You do know there is no "voting" system in md, right?
If you imagine that all three disks are being read in parallel, and if one
returns bad data, it is automatically "overruled" by a majority vote from the
two other ones with correct data, that's not how it works at all.
The data is read randomly from all three disks (I think it's load-balanced by
process ID); if one disk happened to silently return corrupt data, that's it,
your app just got corrupt data passed to it, and if happens to write it back
to disk (maybe after some processing), then the incorrect data will be
faithfully replicated by md to all three disks. So in the future you have not
even a _chance_ to read back the correct data that was previously there.

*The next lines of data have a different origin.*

//! chunkring - Shared Memory ABI for the tracering producer/service ring
//!
//! One producer process and the tracing service share a mapped byte region
//! (the SMB). The region is carved into pages, pages into chunks; every
//! chunk is owned at any instant by exactly one side. Ownership moves
//! through a 2-bit state machine packed into one atomic word per page, so
//! the two processes synchronize without any cross-process lock.
//!
//! # Key pieces
//!
//! - [`SmbConfig`] / [`PageLayout`]: region and page geometry
//! - [`ChunkHeader`]: the 16-byte per-chunk wire contract
//! - [`Smb`]: typed view over the shared region; the only verbs it exposes
//!   are acquire/complete (writer side) and begin-read/release (service
//!   side)
//!
//! # Example
//!
//! ```
//! use chunkring::{ChunkFlags, ChunkHeader, PageLayout, Smb, SmbConfig};
//! use std::sync::Arc;
//!
//! let smb = Arc::new(Smb::in_process(SmbConfig::default()));
//! assert!(smb.try_acquire_page(0, PageLayout::Four));
//!
//! // Writer side: claim chunk 0, fill it, publish it.
//! let mut chunk = smb.try_acquire_chunk(0, 0).unwrap();
//! chunk.write_header(&ChunkHeader {
//!     writer_id: 1,
//!     chunk_id: 1,
//!     packet_count: 0,
//!     flags: ChunkFlags::none(),
//!     target_buffer: 0,
//! });
//! chunk.complete().unwrap();
//!
//! // Service side: take ownership, copy out, hand the slot back.
//! let view = smb.try_begin_read(0, 0).unwrap();
//! assert_eq!(view.header().writer_id, 1);
//! view.release().unwrap();
//! ```

mod bitmap;
mod fragment;
mod header;
mod invariants;
mod layout;
mod page;
mod smb;

pub use bitmap::PageBitmap;
pub use fragment::{
    parse_fragments, FragmentError, FRAGMENT_PREFIX_LEN, FRAGMENT_TERMINATOR,
    MIN_FRAGMENT_HEADROOM,
};
pub use header::{BufferId, ChunkFlags, ChunkHeader, ProducerId, WriterId};
pub use layout::{PageLayout, SmbConfig, CHUNK_HEADER_LEN, PAGE_HEADER_WORD_LEN};
pub use page::{ChunkState, PageSnapshot};
pub use smb::{ServiceChunk, Smb, WriterChunk};

use thiserror::Error;

/// Errors raised by the shared-memory ABI.
///
/// `InvalidTransition` is the protocol-violation class: observing one means
/// the peer broke the ownership contract and the whole SMB must be torn
/// down. The other variants are construction-time failures.
#[derive(Debug, Clone, Copy, PartialEq, Eq, Error)]
pub enum AbiError {
    /// Page size not a power of two in 4-32 KiB, or zero pages.
    #[error("invalid SMB geometry: page_size={page_size} num_pages={num_pages}")]
    BadGeometry { page_size: usize, num_pages: usize },

    /// The provided region cannot hold the configured geometry.
    #[error("region too small: need {needed} bytes, got {actual}")]
    RegionTooSmall { needed: usize, actual: usize },

    /// The provided region base is not 8-byte aligned.
    #[error("region base not aligned to page header word")]
    MisalignedRegion,

    /// A chunk was observed in a state that forbids the attempted
    /// transition. Fatal to the SMB.
    #[error(
        "illegal chunk transition on page {page} chunk {chunk}: {from:?} -> {to:?}"
    )]
    InvalidTransition {
        page: usize,
        chunk: usize,
        from: ChunkState,
        to: ChunkState,
    },
}
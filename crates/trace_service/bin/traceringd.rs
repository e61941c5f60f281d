//! The tracering daemon: binds the producer and consumer sockets and runs
//! the service loop until interrupted.
//!
//! Exit codes: 0 clean shutdown, 64 configuration error, 65 bind error,
//! 70 internal invariant violated.

use std::process::ExitCode;
use tokio::net::UnixListener;
use trace_service::{ipc, ServiceConfig, TracingService};

const EXIT_OK: u8 = 0;
const EXIT_CONFIG: u8 = 64;
const EXIT_BIND: u8 = 65;
const EXIT_INTERNAL: u8 = 70;

fn main() -> ExitCode {
    tracing_subscriber::fmt()
        .with_env_filter(
            tracing_subscriber::EnvFilter::try_from_default_env()
                .unwrap_or_else(|_| tracing_subscriber::EnvFilter::new("info")),
        )
        .init();

    let cfg = match ServiceConfig::from_env() {
        Ok(cfg) => cfg,
        Err(e) => {
            eprintln!("traceringd: configuration error: {e}");
            return ExitCode::from(EXIT_CONFIG);
        }
    };

    // All core logic runs on this single thread; producer writers live in
    // other processes entirely.
    let runtime = match tokio::runtime::Builder::new_current_thread()
        .enable_all()
        .build()
    {
        Ok(rt) => rt,
        Err(e) => {
            eprintln!("traceringd: runtime setup failed: {e}");
            return ExitCode::from(EXIT_INTERNAL);
        }
    };

    let code = runtime.block_on(run(cfg));
    ExitCode::from(code)
}

async fn run(cfg: ServiceConfig) -> u8 {
    let producer_listener = match bind(&cfg.producer_addr) {
        Ok(l) => l,
        Err(e) => {
            eprintln!("traceringd: cannot bind {}: {e}", cfg.producer_addr);
            return EXIT_BIND;
        }
    };
    let consumer_listener = match bind(&cfg.consumer_addr) {
        Ok(l) => l,
        Err(e) => {
            eprintln!("traceringd: cannot bind {}: {e}", cfg.consumer_addr);
            return EXIT_BIND;
        }
    };
    tracing::info!(
        producer = %cfg.producer_addr,
        consumer = %cfg.consumer_addr,
        "traceringd listening"
    );

    let (service, handle) = TracingService::new(cfg);
    let service_task = tokio::spawn(service.run());

    tokio::spawn(ipc::serve_producers(producer_listener, handle.clone()));
    tokio::spawn(ipc::serve_consumers(consumer_listener, handle.clone()));

    if tokio::signal::ctrl_c().await.is_err() {
        tracing::error!("signal handler unavailable");
        return EXIT_INTERNAL;
    }
    tracing::info!("shutting down");
    handle.shutdown();
    match service_task.await {
        Ok(()) => EXIT_OK,
        Err(e) => {
            // A panic on the service loop is the one globally fatal
            // condition.
            tracing::error!(error = %e, "service loop panicked");
            EXIT_INTERNAL
        }
    }
}

fn bind(path: &str) -> std::io::Result<UnixListener> {
    // A stale socket file from a previous run would otherwise fail the
    // bind with AddrInUse.
    let _ = std::fs::remove_file(path);
    UnixListener::bind(path)
}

> In the meantime, I'd rather risk this problem than the endless reports
> of complete array failures that appear on the list with RAID 5 and even
> RAID 6 (a recent topic, I note, was "multiple disk failures in an md
> raid6 array"). I almost never see anyone reporting complete loss of a
> RAID 1 array.
In general, you seem to be WAY too concerned about losing your RAID array;
this sounds like you are someone who doesn't make backups and tries to use
RAID as a replacement for them. Don't forget if for example a rogue program
gets 'root' on your machine and overwrites the md device with zeroes, it will
be instantly replicated to all three disks as well.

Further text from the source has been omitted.